In May 1962 he returned to Scotland, this time based in Edinburgh as part of the South Lowland Unit then at Grange Terrace, under his old acquaintance, Robert Eden. Here he was tasked with mapping the Eyemouth area where his mountaineering experience helped considerably with the survey of the district's difficult cliff areas. During this period he rented a cottage in Coldingham. In the 1970s focus moved from mapping to the routing of Scotland's gas pipelines. During this period he joined the Edinburgh Geological Society, serving as its Secretary 1965 to 1970 and President 1973 to 1975.

In 1975 he was elected a Fellow of the Royal Society of Edinburgh. His proposers were G Innes Lumsden, James Andrew Robbie, George Hoole Mitchell, and Charles D Waterston.
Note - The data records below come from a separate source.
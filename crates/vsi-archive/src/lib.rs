//! Virtual archive access.
//!
//! Resolves paths of the form `/vsizip//vsicurl/<url>/<entry>` (a file inside
//! a ZIP fetched over HTTP) or `/vsizip/<local-path>/<entry>` and reads the
//! single entry without downloading the whole archive:
//!
//! 1. the source is wrapped in a blocking `Read + Seek` adapter that turns
//!    reads into buffered range requests,
//! 2. `zip::ZipArchive` parses the central directory once per archive,
//! 3. the entry is inflated and CRC-checked by the zip reader.
//!
//! A missing entry is reported as `Ok(None)`, distinct from I/O failure.

pub mod archive;
pub mod error;
pub mod path;
pub mod range_reader;
pub mod reader;
pub mod source;

pub use archive::ZipIndex;
pub use error::{ArchiveError, Result};
pub use path::{ArchiveLocation, VirtualPath};
pub use range_reader::RangeReader;
pub use reader::ArchiveReader;
pub use source::{FileRangeSource, HttpRangeSource, MemoryRangeSource, RangeSource};
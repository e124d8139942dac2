//! GeoJSON encoding.

use bldg_common::{FeatureCollection, GML_ID};
use geojson::{Feature, Geometry, JsonObject, JsonValue, Value};

use crate::error::{ExportError, Result};

/// Encode `collection` as a GeoJSON FeatureCollection.
///
/// Every feature carries every schema field; attributes a feature lacks are
/// written as `null`. The `gml_id` doubles as the feature id.
pub fn to_geojson(collection: &FeatureCollection) -> Result<Vec<u8>> {
    let schema = collection.schema();

    let features = collection
        .iter()
        .map(|feature| {
            let mut properties = JsonObject::new();
            for name in schema.names() {
                let value = feature
                    .attribute(name)
                    .map(|v| v.to_json())
                    .unwrap_or(JsonValue::Null);
                properties.insert(name.to_string(), value);
            }

            Feature {
                bbox: None,
                geometry: Some(Geometry::new(Value::from(&feature.geometry))),
                id: feature
                    .attribute(GML_ID)
                    .and_then(|v| v.as_str())
                    .map(|id| geojson::feature::Id::String(id.to_string())),
                properties: Some(properties),
                foreign_members: None,
            }
        })
        .collect();

    let fc = geojson::FeatureCollection {
        bbox: None,
        features,
        foreign_members: None,
    };

    serde_json::to_vec(&fc).map_err(|e| ExportError::GeoJson(e.to_string()))
}

#[cfg(test)]
mod tests {
    use super::*;
    use bldg_common::{Feature as BldgFeature, FieldType, Schema};
    use geo::{polygon, MultiPolygon};

    #[test]
    fn test_missing_attribute_is_null() {
        let schema = Schema::new()
            .with_field(GML_ID, FieldType::Text)
            .with_field("measuredHeight", FieldType::Real);
        let square = polygon![(x: 0.0, y: 0.0), (x: 1.0, y: 0.0), (x: 1.0, y: 1.0)];
        let feature = BldgFeature::new(MultiPolygon(vec![square])).with_attribute(GML_ID, "b1");
        let fc = FeatureCollection::from_parts(schema, vec![feature]);

        let text = String::from_utf8(to_geojson(&fc).unwrap()).unwrap();
        let value: serde_json::Value = serde_json::from_str(&text).unwrap();

        let first = &value["features"][0];
        assert_eq!(first["id"], "b1");
        assert!(first["properties"]["measuredHeight"].is_null());
        assert_eq!(first["geometry"]["type"], "MultiPolygon");
    }
}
In 1977 he received the Queen's Jubilee Medal for his work in relocating the HM Survey to Murchison House.

He retired to Elie on the Fife coast in 1982, aged 60, and died there on 4 July 1999.

==Family==

He married Lanchen in 1951.

==Publications==

- Geology of the Country around Church Stretton (1968)
- British Regional Geology: The South of Scotland (1971). London: Her Majesty's Stationery Office
- Geology of the Eyemouth District (1988)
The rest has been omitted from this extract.